Oh, well. There are fascinating things here; you just need to approach the book the same way you would any fancy box, and be selective. While I skim-read her account of Cadbury's merger with Schweppes, and of Kraft's subsequent takeover – metaphorically speaking, I treated these bits of the book like chocolate ginger, a confection I usually leave well alone – I relished the story of chocolate itself. For the very first solid and edible form of chocolate, the Fry family takes the credit, for it was JS Fry & Sons which, in 1847, first thought to mix its cocoa powder with its by-product, cocoa fat, plus a little sugar. Cadbury, meanwhile, was struggling to shift its much less appealing products – among them something called Iceland Moss, which was made by blending fatty chocolate beans with lichen (the resulting bar could be grated and turned into a drink that was believed to have health-improving properties).

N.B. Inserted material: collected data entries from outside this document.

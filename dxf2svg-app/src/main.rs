use std::path::PathBuf;
use std::process::ExitCode;

use clap::Parser;
use dxf2svg_config::{AppConfig, ConfigError};
use dxf2svg_frontend::{
    ConversionRequest, DiagnosticReport, ReportFormat, convert, format_report,
};
use tracing::{error, info, warn};
use tracing_subscriber::{EnvFilter, fmt};

mod cli;

use cli::Cli;

fn main() -> ExitCode {
    let cli = match Cli::try_parse() {
        Ok(cli) => cli,
        Err(err) => {
            let _ = err.print();
            return if err.use_stderr() {
                ExitCode::FAILURE
            } else {
                ExitCode::SUCCESS
            };
        }
    };

    let (config, config_error) = load_configuration(cli.config.clone());
    init_logging(&config);
    if let Some(err) = config_error {
        warn!(error = %err, "加载配置失败，使用内建默认值");
    }

    let mut request = ConversionRequest::from_config(&cli.input, &cli.output, &config);
    if let Some(layout) = cli.layout {
        request = request.with_layout(layout);
    }
    if let Some(background) = cli.background {
        request = request.with_background(background);
    }
    if let Some(line_color) = cli.line_color {
        request = request.with_line_color(line_color);
    }

    match convert(&request) {
        Ok(summary) => {
            info!(
                output = %summary.output.display(),
                layout = %summary.layout,
                paths = summary.paths,
                "SVG 已写入"
            );
            ExitCode::SUCCESS
        }
        Err(err) => {
            error!(error = %err, "转换失败");
            eprintln!("DXF conversion failed: {err}");
            if let Some(report) = err.report() {
                print_report(report, cli.report_format.into());
            }
            ExitCode::FAILURE
        }
    }
}

fn print_report(report: &DiagnosticReport, format: ReportFormat) {
    match format_report(report, format) {
        Ok(rendered) => eprintln!("{rendered}"),
        Err(err) => warn!(error = %err, "无法格式化诊断报告"),
    }
}

/// 显式指定的配置优先，其次自动发现。失败时返回默认配置和错误，待日志初始化后再报告。
fn load_configuration(override_path: Option<PathBuf>) -> (AppConfig, Option<ConfigError>) {
    let loaded = match override_path {
        Some(path) => AppConfig::from_file(path),
        None => AppConfig::discover(),
    };
    match loaded {
        Ok(config) => (config, None),
        Err(err) => (AppConfig::default(), Some(err)),
    }
}

/// 日志写入 stderr；`RUST_LOG` 优先于配置中的等级。
fn init_logging(config: &AppConfig) {
    let filter = EnvFilter::try_from_default_env()
        .or_else(|_| EnvFilter::try_new(&config.logging.level))
        .unwrap_or_else(|_| EnvFilter::new("info"));
    let subscriber = fmt().with_env_filter(filter).with_writer(std::io::stderr);
    if subscriber.try_init().is_err() {
        // 已初始化，忽略
    }
}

Only when George Cadbury began to take risks did the company's fortunes change. In 1866 he bought a machine from the Dutch manufacturer Van Houten, which allowed him to refine cocoa more efficiently. The result – Cadbury's Cocoa Essence – was more expensive than that of its rivals, but it was also more pure (unscrupulous traders used to bulk out their cocoa with everything from potato flour to treacle; a few even coloured it with brick dust). Then, in 1904, he finally worked out how to make velvety milk chocolate, just like the Swiss. He called his new product Dairy Maid, changing the name to the "much daintier" Dairy Milk six weeks later on the advice of the daughter of the owner of a Plymouth confectionary shop, and it was a hit.

By 1910 Cadbury was Britain's largest manufacturer of cocoa and chocolate. The only kink in this blameless story of hard work and high ideals – there is no doubting the fact that the Quakers were dutiful and kindly domestic employers – came shortly before this, when the Standard accused the company of profiting from slavery in Africa. In the ensuing libel trial, Cadbury was the victor, but the family was awarded with only a farthing in damages. In her retelling of this unedifying saga, Deborah Cadbury is at pains to stress that it was inertia on the part of William and George Cadbury, rather than selective blindness or greed, that led to the embroiling of the company in such a hateful business; the brothers had long been horrified by rumours of slavery, but had also found themselves powerless in the face of the Foreign Office and the Portuguese. Is she right? I'm not sure. But I will say this: their subsequent mortification lies in stark contrast to the slick and guilt-free press releases of the modern corporate world. The more I read about the early Cadburys – one sister, Beatrice, was so determined not to set store by material possessions, she lived, with her eight children, in a tent – the more I liked them.

Does it matter that Kraft owns the business now? Not in principle. One multinational corporation is much like another these days, and Cadbury was a giant long before Irene Rosenfeld (Kraft's CEO) started sniffing around. But it's hard not to mourn the passing of the Quaker chocolate makers, so sombre and peaceful and compassionate; I think I would like to see their return even more than I would the colourful fondant of Fry's Five Centres.